* **Exercise directions**: Each entry must appear in the answer exactly as written.

* **Data for this task**:
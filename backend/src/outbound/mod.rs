//! Outbound adapters implementing domain ports for external infrastructure.
//!
//! - **tiktok**: reqwest client for the TikTok Business API
//! - **credential_storage**: file and in-memory credential storage
//! - **access_gate**: configured email allowlist
//!
//! Adapters are thin translators that convert between domain types and
//! infrastructure-specific representations. They contain no business logic.

pub mod access_gate;
pub mod credential_storage;
pub mod tiktok;
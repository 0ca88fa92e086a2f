//! Helper macro generating port error enums with `impl Into` constructors.
//!
//! Each variant becomes a `thiserror` variant plus a snake-case constructor,
//! so adapters write `AdsApiError::timeout(msg)` instead of struct literals.

macro_rules! define_port_error {
    (@ctor $variant:ident) => {
        ::paste::paste! {
            pub fn [<$variant:snake>]() -> Self {
                Self::$variant
            }
        }
    };

    (@ctor $variant:ident { $($field:ident : $ty:ty),* $(,)? }) => {
        define_port_error!(@ctor_impl $variant () () $( $field : $ty, )*);
    };

    (@ctor_impl $variant:ident ($($params:tt)*) ($($inits:tt)*) ) => {
        ::paste::paste! {
            pub fn [<$variant:snake>]($($params)*) -> Self {
                Self::$variant { $($inits)* }
            }
        }
    };

    (@ctor_impl $variant:ident ($($params:tt)*) ($($inits:tt)*) $field:ident : $ty:ty, $($rest:tt)*) => {
        define_port_error!(
            @ctor_impl
            $variant
            ($($params)* $field: impl Into<$ty>,)
            ($($inits)* $field: $field.into(),)
            $($rest)*
        );
    };
    (
        $(#[$outer:meta])*
        pub enum $name:ident {
            $(
                $(#[$variant_meta:meta])*
                $variant:ident $( { $($field:ident : $ty:ty),* $(,)? } )? => $message:expr
            ),* $(,)?
        }
    ) => {
        $(#[$outer])*
        #[derive(Debug, Clone, PartialEq, Eq, thiserror::Error)]
        pub enum $name {
            $(
                $(#[$variant_meta])*
                #[error($message)]
                $variant $( { $($field : $ty),* } )?,
            )*
        }

        impl $name {
            $(
                define_port_error!(@ctor $variant $( { $($field : $ty),* } )?);
            )*
        }
    };
}

pub(crate) use define_port_error;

* **Expected answer**:
filename backend/src/outbound/mod.rs
//! Outbound adapters implementing domain ports for external infrastructure.
//!
//! - **tiktok**: reqwest client for the TikTok Business API
//! - **credential_storage**: file and in-memory credential storage
//! - **access_gate**: configured email allowlist
//!
//! Adapters are thin translators that convert between domain types and
//! infrastructure-specific representations. They contain no business logic.

pub mod access_gate;
pub mod credential_storage;
pub mod tiktok;
repository 0ca88fa92e086a2f
//! Helper macro generating port error enums with `impl Into` constructors.
//!
//! Each variant becomes a `thiserror` variant plus a snake-case constructor,
//! so adapters write `AdsApiError::timeout(msg)` instead of struct literals.

macro_rules! define_port_error {
    (@ctor $variant:ident) => {
        ::paste::paste! {
            pub fn [<$variant:snake>]() -> Self {
                Self::$variant
            }
        }
    };

    (@ctor $variant:ident { $($field:ident : $ty:ty),* $(,)? }) => {
        define_port_error!(@ctor_impl $variant () () $( $field : $ty, )*);
    };

    (@ctor_impl $variant:ident ($($params:tt)*) ($($inits:tt)*) ) => {
        ::paste::paste! {
            pub fn [<$variant:snake>]($($params)*) -> Self {
                Self::$variant { $($inits)* }
            }
        }
    };

    (@ctor_impl $variant:ident ($($params:tt)*) ($($inits:tt)*) $field:ident : $ty:ty, $($rest:tt)*) => {
        define_port_error!(
            @ctor_impl
            $variant
            ($($params)* $field: impl Into<$ty>,)
            ($($inits)* $field: $field.into(),)
            $($rest)*
        );
    };
    (
        $(#[$outer:meta])*
        pub enum $name:ident {
            $(
                $(#[$variant_meta:meta])*
                $variant:ident $( { $($field:ident : $ty:ty),* $(,)? } )? => $message:expr
            ),* $(,)?
        }
    ) => {
        $(#[$outer])*
        #[derive(Debug, Clone, PartialEq, Eq, thiserror::Error)]
        pub enum $name {
            $(
                $(#[$variant_meta])*
                #[error($message)]
                $variant $( { $($field : $ty),* } )?,
            )*
        }

        impl $name {
            $(
                define_port_error!(@ctor $variant $( { $($field : $ty),* } )?);
            )*
        }
    };
}

pub(crate) use define_port_error;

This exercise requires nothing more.